use crate::{error::TensorDataError, size::ImageSize};

/// The highest number of planes an image descriptor can hold.
pub const MAX_IMAGE_PLANES: usize = 4;

/// One plane of a pitch-linear image.
#[derive(Clone, Copy, Debug, PartialEq)]
pub struct ImagePlaneStrided {
    /// Width of the plane in pixels.
    pub width: i32,
    /// Height of the plane in pixels.
    pub height: i32,
    /// Distance in bytes between the start of two consecutive rows.
    pub row_stride: i32,
    /// Address of the first pixel of the plane.
    pub base_ptr: *mut u8,
}

impl Default for ImagePlaneStrided {
    fn default() -> Self {
        Self {
            width: 0,
            height: 0,
            row_stride: 0,
            base_ptr: std::ptr::null_mut(),
        }
    }
}

/// Read-only description of a pitch-linear image made of one or more planes.
pub trait StridedImageData {
    /// Returns the size of the first plane.
    fn size(&self) -> ImageSize;

    /// Returns the number of planes.
    fn num_planes(&self) -> usize;

    /// Returns the plane at `index`.
    ///
    /// # Panics
    ///
    /// Panics if `index >= self.num_planes()`.
    fn plane(&self, index: usize) -> ImagePlaneStrided;
}

/// A plain exported image descriptor.
#[derive(Clone, Copy, Debug, PartialEq)]
pub struct ImageDataStrided {
    planes: [ImagePlaneStrided; MAX_IMAGE_PLANES],
    num_planes: usize,
}

impl ImageDataStrided {
    /// Creates a descriptor for an image with a single plane.
    pub fn from_plane(plane: ImagePlaneStrided) -> Self {
        let mut planes = [ImagePlaneStrided::default(); MAX_IMAGE_PLANES];
        planes[0] = plane;
        Self {
            planes,
            num_planes: 1,
        }
    }

    /// Creates a descriptor from a list of planes.
    ///
    /// # Errors
    ///
    /// Returns an error if no plane or more than [`MAX_IMAGE_PLANES`] planes are given.
    pub fn from_planes(planes: &[ImagePlaneStrided]) -> Result<Self, TensorDataError> {
        if planes.is_empty() || planes.len() > MAX_IMAGE_PLANES {
            return Err(TensorDataError::InvalidPlaneCount(planes.len()));
        }
        let mut desc = Self::from_plane(planes[0]);
        desc.planes[..planes.len()].copy_from_slice(planes);
        desc.num_planes = planes.len();
        Ok(desc)
    }

    /// Returns the plane at `index`, or an error if the image has fewer planes.
    pub fn try_plane(&self, index: usize) -> Result<ImagePlaneStrided, TensorDataError> {
        if index >= self.num_planes {
            return Err(TensorDataError::PlaneOutOfBounds {
                index,
                num_planes: self.num_planes,
            });
        }
        Ok(self.planes[index])
    }
}

impl StridedImageData for ImageDataStrided {
    fn size(&self) -> ImageSize {
        ImageSize {
            width: self.planes[0].width,
            height: self.planes[0].height,
        }
    }

    #[inline]
    fn num_planes(&self) -> usize {
        self.num_planes
    }

    fn plane(&self, index: usize) -> ImagePlaneStrided {
        self.planes[..self.num_planes][index]
    }
}

#[cfg(test)]
mod tests {
    use super::*;

    #[test]
    fn single_plane() -> Result<(), TensorDataError> {
        let mut data = vec![0u8; 480 * 640];
        let image = ImageDataStrided::from_plane(ImagePlaneStrided {
            width: 160,
            height: 480,
            row_stride: 640,
            base_ptr: data.as_mut_ptr(),
        });
        assert_eq!(image.num_planes(), 1);
        assert_eq!(image.size(), ImageSize::from([160, 480]));
        assert_eq!(image.plane(0).row_stride, 640);
        assert_eq!(image.plane(0).base_ptr, data.as_mut_ptr());
        assert_eq!(
            image.try_plane(1),
            Err(TensorDataError::PlaneOutOfBounds {
                index: 1,
                num_planes: 1
            })
        );
        Ok(())
    }

    #[test]
    fn multi_plane() -> Result<(), TensorDataError> {
        let luma = ImagePlaneStrided {
            width: 64,
            height: 32,
            row_stride: 64,
            base_ptr: std::ptr::null_mut(),
        };
        let chroma = ImagePlaneStrided {
            width: 32,
            height: 16,
            row_stride: 64,
            base_ptr: std::ptr::null_mut(),
        };
        let image = ImageDataStrided::from_planes(&[luma, chroma])?;
        assert_eq!(image.num_planes(), 2);
        assert_eq!(image.plane(1), chroma);
        assert_eq!(image.size(), ImageSize::from([64, 32]));

        assert!(ImageDataStrided::from_planes(&[]).is_err());
        assert!(ImageDataStrided::from_planes(&[luma; 5]).is_err());
        Ok(())
    }
}
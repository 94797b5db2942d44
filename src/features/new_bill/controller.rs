/// 新規経費報告画面のコントローラー
///
/// 領収書ファイルの拡張子検証 → アップロード → フォーム送信 の一連のフローを扱う。
/// 送信後は Submitted となり、以降のファイル選択や再送信は受け付けない。
use crate::features::bills::models::{BillUpdate, ReceiptFile, UploadForm};
use crate::features::bills::store::Store;
use crate::features::new_bill::models::{
    FileChangeEvent, FileOutcome, FlowState, NewBillForm, UploadState,
};
use crate::features::new_bill::validation::validate_receipt_extension;
use crate::shared::document::Document;
use crate::shared::errors::{AppError, AppResult};
use crate::shared::navigation::{Navigator, Route};
use crate::shared::session::{CurrentUser, SessionStore};
use log::{error, info, warn};
use std::sync::Arc;
use tokio::runtime::Handle;
use tokio::task::JoinHandle;

pub struct NewBillController {
    document: Arc<dyn Document>,
    navigator: Arc<dyn Navigator>,
    store: Option<Arc<dyn Store>>,
    session: Arc<dyn SessionStore>,
    upload: UploadState,
    state: FlowState,
}

impl NewBillController {
    pub fn new(
        document: Arc<dyn Document>,
        navigator: Arc<dyn Navigator>,
        store: Option<Arc<dyn Store>>,
        session: Arc<dyn SessionStore>,
    ) -> Self {
        Self {
            document,
            navigator,
            store,
            session,
            upload: UploadState::default(),
            state: FlowState::Empty,
        }
    }

    pub fn state(&self) -> FlowState {
        self.state
    }

    pub fn upload_state(&self) -> &UploadState {
        &self.upload
    }

    pub fn file_url(&self) -> Option<&str> {
        self.upload.file_url.as_deref()
    }

    pub fn file_name(&self) -> Option<&str> {
        self.upload.file_name.as_deref()
    }

    pub fn bill_id(&self) -> Option<&str> {
        self.upload.bill_id.as_deref()
    }

    /// ファイル入力の変更を処理する
    ///
    /// 拡張子が jpg / jpeg / png 以外の場合はアラートを1回表示し、アップロードしない。
    ///
    /// # 引数
    /// * `event` - 選択されたファイル（先頭の1件のみ扱う）
    ///
    /// # 戻り値
    /// 処理結果。アップロードの失敗、送信済みのフローへの操作はエラー
    pub async fn handle_change_file(&mut self, event: FileChangeEvent) -> AppResult<FileOutcome> {
        self.ensure_not_submitted()?;

        let Some(file) = event.files.into_iter().next() else {
            return Ok(FileOutcome::NoFile);
        };

        self.state = FlowState::FileValidating;
        if let Err(e) = validate_receipt_extension(&file.name) {
            warn!("領収書ファイルを却下しました: file_name={}", file.name);
            self.state = FlowState::FileRejected;
            self.document.alert(e.user_message());
            return Ok(FileOutcome::Rejected);
        }

        let result = self.upload_file(file).await;
        if result.is_err() {
            self.state = self.settled_state();
        }
        result
    }

    async fn upload_file(&mut self, file: ReceiptFile) -> AppResult<FileOutcome> {
        let store = self
            .store
            .clone()
            .ok_or_else(|| AppError::configuration("リモートストアが設定されていません"))?;
        let email = CurrentUser::from_session(self.session.as_ref())?.email;

        self.state = FlowState::Uploading;
        let file_name = file.name.clone();
        info!("領収書アップロード開始: file_name={file_name}");

        let created = store
            .bills()
            .create(UploadForm { file, email })
            .await
            .map_err(|e| {
                error!("領収書アップロード失敗: file_name={file_name}, error={e}");
                e
            })?;

        self.upload = UploadState {
            file_url: Some(created.file_url.clone()),
            file_name: Some(file_name),
            bill_id: Some(created.key.clone()),
        };
        self.state = FlowState::Uploaded;

        Ok(FileOutcome::Uploaded {
            file_url: created.file_url,
            bill_id: created.key,
        })
    }

    /// 失敗後に戻る状態（以前のアップロード結果があれば Uploaded）
    fn settled_state(&self) -> FlowState {
        if self.upload.file_url.is_some() {
            FlowState::Uploaded
        } else {
            FlowState::Empty
        }
    }

    fn ensure_not_submitted(&self) -> AppResult<()> {
        if self.state == FlowState::Submitted {
            return Err(AppError::validation("この経費報告は送信済みです"));
        }
        Ok(())
    }

    /// フォームを送信する
    ///
    /// 送信レコードの更新はバックグラウンドで行い、完了を待たずに一覧画面へ遷移する。
    /// 更新の失敗はログに出力される。ストアが無い場合は更新せずに遷移する。
    ///
    /// # 引数
    /// * `form` - フォームの入力値
    ///
    /// # 戻り値
    /// 更新タスクのハンドル（ストアが無い場合は None）。送信済みの場合は
    /// `AppError::Validation`を返し、遷移しない
    pub fn handle_submit(&mut self, form: &NewBillForm) -> AppResult<Option<JoinHandle<()>>> {
        self.ensure_not_submitted()?;

        let email = CurrentUser::from_session(self.session.as_ref())?.email;
        let record = form.to_record(email, &self.upload);
        info!(
            "経費報告を送信します: bill_id={:?}, file_name={:?}",
            self.upload.bill_id, record.file_name
        );

        let task = match &self.store {
            Some(store) => {
                let runtime = Handle::try_current().map_err(|e| {
                    AppError::configuration(format!("非同期ランタイムがありません: {e}"))
                })?;
                let bills = store.bills();
                let update = BillUpdate {
                    selector: self.upload.bill_id.clone(),
                    bill: record,
                };
                Some(runtime.spawn(async move {
                    if let Err(e) = bills.update(update).await {
                        error!("経費報告の更新に失敗しました: {e}");
                    }
                }))
            }
            None => None,
        };

        self.state = FlowState::Submitted;
        info!("画面遷移: {}", Route::Bills);
        self.navigator.on_navigate(Route::Bills);
        Ok(task)
    }
}
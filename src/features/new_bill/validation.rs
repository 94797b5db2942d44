/// 領収書ファイルのバリデーション
use crate::shared::errors::{AppError, AppResult};
use std::path::Path;

/// 許可される拡張子
pub const ALLOWED_EXTENSIONS: [&str; 3] = ["jpg", "jpeg", "png"];

/// 拡張子が不正な場合に表示するアラート
pub const INVALID_EXTENSION_MESSAGE: &str =
    "Veuillez télécharger un fichier avec une extension jpg, jpeg ou png.";

/// ファイル名から拡張子を小文字で取り出す
pub fn file_extension(file_name: &str) -> Option<String> {
    Path::new(file_name)
        .extension()
        .and_then(|ext| ext.to_str())
        .map(str::to_lowercase)
}

/// 領収書ファイルの拡張子を検証する（大文字小文字は区別しない）
pub fn validate_receipt_extension(file_name: &str) -> AppResult<()> {
    match file_extension(file_name) {
        Some(ext) if ALLOWED_EXTENSIONS.contains(&ext.as_str()) => Ok(()),
        _ => Err(AppError::validation(INVALID_EXTENSION_MESSAGE)),
    }
}
/// リモートストアの抽象化
///
/// 経費報告の一覧取得・領収書アップロード・更新を行う外部クライアント。
/// リトライや整合性の制御は実装側の責務とする。
use crate::features::bills::models::{Bill, BillUpdate, CreatedFile, UploadForm};
use crate::shared::errors::AppResult;
use async_trait::async_trait;
use std::sync::Arc;

/// 経費報告リソースに対する操作
///
/// 失敗は`AppError::Transport`として返し、サーバーのメッセージを保持する。
#[async_trait]
pub trait BillsApi: Send + Sync {
    /// 経費報告の一覧を取得する（順序は保証されない）
    async fn list(&self) -> AppResult<Vec<Bill>>;

    /// 領収書ファイルをアップロードし、経費報告を作成する
    async fn create(&self, form: UploadForm) -> AppResult<CreatedFile>;

    /// 経費報告を更新する
    async fn update(&self, update: BillUpdate) -> AppResult<Bill>;
}

/// リモートストア（`store.bills()`）
pub trait Store: Send + Sync {
    fn bills(&self) -> Arc<dyn BillsApi>;
}
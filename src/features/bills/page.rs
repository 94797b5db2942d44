/// 一覧画面の状態
///
/// `get_bills`の結果を、描画側に渡す状態（一覧またはエラーメッセージ）に変換する。
use crate::features::bills::controller::BillsController;
use crate::features::bills::models::Bill;
use crate::shared::errors::{AppResult, ErrorSeverity};
use log::{log, Level};

#[derive(Debug, Clone, PartialEq)]
pub enum BillsPage {
    /// 一覧の取得に成功
    Loaded { bills: Vec<Bill> },
    /// 取得に失敗（サーバーのメッセージをそのまま表示する）
    Error { message: String },
}

impl BillsPage {
    /// 取得結果から画面状態を作る
    ///
    /// 失敗時はエラーの重要度に応じて warn または error でログを出力する。
    pub fn from_result(result: AppResult<Vec<Bill>>) -> Self {
        match result {
            Ok(bills) => BillsPage::Loaded { bills },
            Err(e) => {
                let level = match e.severity() {
                    ErrorSeverity::High => Level::Error,
                    ErrorSeverity::Medium | ErrorSeverity::Low => Level::Warn,
                };
                log!(level, "経費報告一覧の表示に失敗しました: {}", e.details());
                BillsPage::Error {
                    message: e.user_message().to_string(),
                }
            }
        }
    }

    /// コントローラーから一覧を取得して画面状態を作る
    pub async fn load(controller: &BillsController) -> Self {
        Self::from_result(controller.get_bills().await)
    }

    pub fn error_message(&self) -> Option<&str> {
        match self {
            BillsPage::Error { message } => Some(message),
            BillsPage::Loaded { .. } => None,
        }
    }
}
use crate::features::bills::models::{BillStatus, NewBillRecord, ReceiptFile};

/// 作成フローの状態
#[derive(Debug, Clone, Copy, PartialEq, Eq)]
pub enum FlowState {
    /// ファイル未選択
    Empty,
    /// 拡張子の検証中
    FileValidating,
    /// 拡張子が不正で却下された
    FileRejected,
    /// アップロード中
    Uploading,
    /// アップロード完了
    Uploaded,
    /// フォーム送信済み（終端）
    Submitted,
}

/// アップロード結果の一時状態
#[derive(Debug, Clone, Default, PartialEq)]
pub struct UploadState {
    pub file_url: Option<String>,
    pub file_name: Option<String>,
    pub bill_id: Option<String>,
}

/// ファイル入力の change イベント
#[derive(Debug, Clone, Default)]
pub struct FileChangeEvent {
    pub files: Vec<ReceiptFile>,
}

impl FileChangeEvent {
    pub fn single(file: ReceiptFile) -> Self {
        Self { files: vec![file] }
    }
}

/// ファイル選択の処理結果
#[derive(Debug, Clone, PartialEq)]
pub enum FileOutcome {
    /// ファイルが選択されていない
    NoFile,
    /// 拡張子が不正でアップロードしなかった
    Rejected,
    /// アップロード完了
    Uploaded { file_url: String, bill_id: String },
}

/// 新規作成フォームの入力値
#[derive(Debug, Clone, Default, PartialEq)]
pub struct NewBillForm {
    pub expense_type: String,
    pub name: String,
    pub amount: String,
    pub date: String,
    pub vat: String,
    pub pct: String,
    pub commentary: String,
}

/// TVA のデフォルト税率（%）
pub const DEFAULT_PCT: i64 = 20;

impl NewBillForm {
    /// 入力値とアップロード結果から送信レコードを組み立てる
    ///
    /// 金額は整数として解析できない場合は未設定、税率は解析できない場合は20とする。
    ///
    /// # 引数
    /// * `email` - ログインユーザーのメールアドレス
    /// * `upload` - 領収書のアップロード結果
    pub fn to_record(&self, email: Option<String>, upload: &UploadState) -> NewBillRecord {
        NewBillRecord {
            email,
            expense_type: self.expense_type.clone(),
            name: self.name.clone(),
            amount: parse_int(&self.amount),
            date: self.date.clone(),
            vat: self.vat.clone(),
            pct: parse_int(&self.pct)
                .filter(|pct| *pct != 0)
                .unwrap_or(DEFAULT_PCT),
            commentary: self.commentary.clone(),
            file_url: upload.file_url.clone(),
            file_name: upload.file_name.clone(),
            status: BillStatus::Pending.to_string(),
        }
    }
}

/// 先頭の整数部分を解析する（"348.50" は 348）
fn parse_int(raw: &str) -> Option<i64> {
    let trimmed = raw.trim();
    let end = trimmed
        .char_indices()
        .find(|&(i, c)| !(c.is_ascii_digit() || (i == 0 && (c == '-' || c == '+'))))
        .map(|(i, _)| i)
        .unwrap_or(trimmed.len());

    trimmed[..end].parse().ok()
}
/// セッションストア
///
/// ブラウザの localStorage に相当するキー・バリューストアの抽象化。
/// コアからは読み取り専用で扱う。
use crate::shared::errors::{AppError, AppResult};
use serde::Deserialize;
use std::collections::HashMap;
use std::sync::RwLock;

/// セッションストアのキー定義
pub struct SessionKeys;

impl SessionKeys {
    /// ログインユーザー情報（JSON）のキー
    pub const USER: &'static str = "user";
    /// 認証トークンのキー
    pub const JWT: &'static str = "jwt";
}

/// キー・バリュー形式のセッションストア
pub trait SessionStore: Send + Sync {
    fn get_item(&self, key: &str) -> Option<String>;
}

/// ログインユーザー情報
#[derive(Debug, Clone, PartialEq, Deserialize)]
pub struct CurrentUser {
    #[serde(rename = "type")]
    pub user_type: Option<String>,
    pub email: Option<String>,
}

impl CurrentUser {
    /// セッションストアの "user" キーからユーザー情報を読み込む
    pub fn from_session(session: &dyn SessionStore) -> AppResult<Self> {
        let raw = session
            .get_item(SessionKeys::USER)
            .ok_or_else(|| AppError::session("ログインユーザー情報がありません"))?;

        serde_json::from_str(&raw)
            .map_err(|e| AppError::session(format!("ログインユーザー情報の解析に失敗しました: {e}")))
    }
}

/// メモリ上のセッションストア
#[derive(Debug, Default)]
pub struct MemorySessionStore {
    items: RwLock<HashMap<String, String>>,
}

impl MemorySessionStore {
    pub fn new() -> Self {
        Self::default()
    }

    pub fn set_item<K: Into<String>, V: Into<String>>(&self, key: K, value: V) {
        if let Ok(mut items) = self.items.write() {
            items.insert(key.into(), value.into());
        }
    }
}

impl SessionStore for MemorySessionStore {
    fn get_item(&self, key: &str) -> Option<String> {
        self.items.read().ok()?.get(key).cloned()
    }
}
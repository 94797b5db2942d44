// 機能モジュール構造
pub mod features;
pub mod shared;

use features::bills::{ApiBillsStore, BillsController, Store};
use features::new_bill::NewBillController;
use log::info;
use shared::api_client::ApiClient;
use shared::config::environment::{initialize_logging_system, load_environment_variables};
use shared::document::Document;
use shared::errors::AppResult;
use shared::navigation::Navigator;
use shared::session::SessionStore;
use std::sync::Arc;

/// 環境変数とログシステムを初期化する
pub fn initialize() {
    load_environment_variables();
    initialize_logging_system();
    info!("アプリケーション初期化が完了しました");
}

/// アプリケーション状態（画面コントローラーに注入するコラボレーターを保持）
#[derive(Clone)]
pub struct AppState {
    pub document: Arc<dyn Document>,
    pub navigator: Arc<dyn Navigator>,
    pub store: Option<Arc<dyn Store>>,
    pub session: Arc<dyn SessionStore>,
}

impl AppState {
    /// 環境設定のAPIサーバーを使うアプリケーション状態を作成する
    pub fn from_env(
        document: Arc<dyn Document>,
        navigator: Arc<dyn Navigator>,
        session: Arc<dyn SessionStore>,
    ) -> AppResult<Self> {
        let client = ApiClient::new()?;
        let store = Arc::new(ApiBillsStore::new(client, session.clone()));

        Ok(Self {
            document,
            navigator,
            store: Some(Arc::new(store)),
            session,
        })
    }

    pub fn bills_controller(&self) -> BillsController {
        BillsController::new(
            self.document.clone(),
            self.navigator.clone(),
            self.store.clone(),
            self.session.clone(),
        )
    }

    pub fn new_bill_controller(&self) -> NewBillController {
        NewBillController::new(
            self.document.clone(),
            self.navigator.clone(),
            self.store.clone(),
            self.session.clone(),
        )
    }
}
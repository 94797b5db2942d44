// 設定モジュール

pub mod environment;

pub use environment::{
    get_environment, initialize_logging_system, load_environment_variables, ApiConfig,
    Environment, EnvironmentConfig,
};
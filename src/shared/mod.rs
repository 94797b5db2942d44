/// 共有モジュール
///
/// 機能モジュール間で共有されるエラー型・設定・外部コラボレーター（ナビゲーション、
/// セッション、ドキュメント）の抽象化、および汎用APIクライアントを提供します。
pub mod api_client;
pub mod config;
pub mod document;
pub mod errors;
pub mod navigation;
pub mod session;

#[cfg(test)]
pub(crate) mod testing;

> _What is required_
Reproduce every line from the entries that holds the word "HashMap".

> _Reply to the exercise_
use std::collections::HashMap;
    items: RwLock<HashMap<String, String>>,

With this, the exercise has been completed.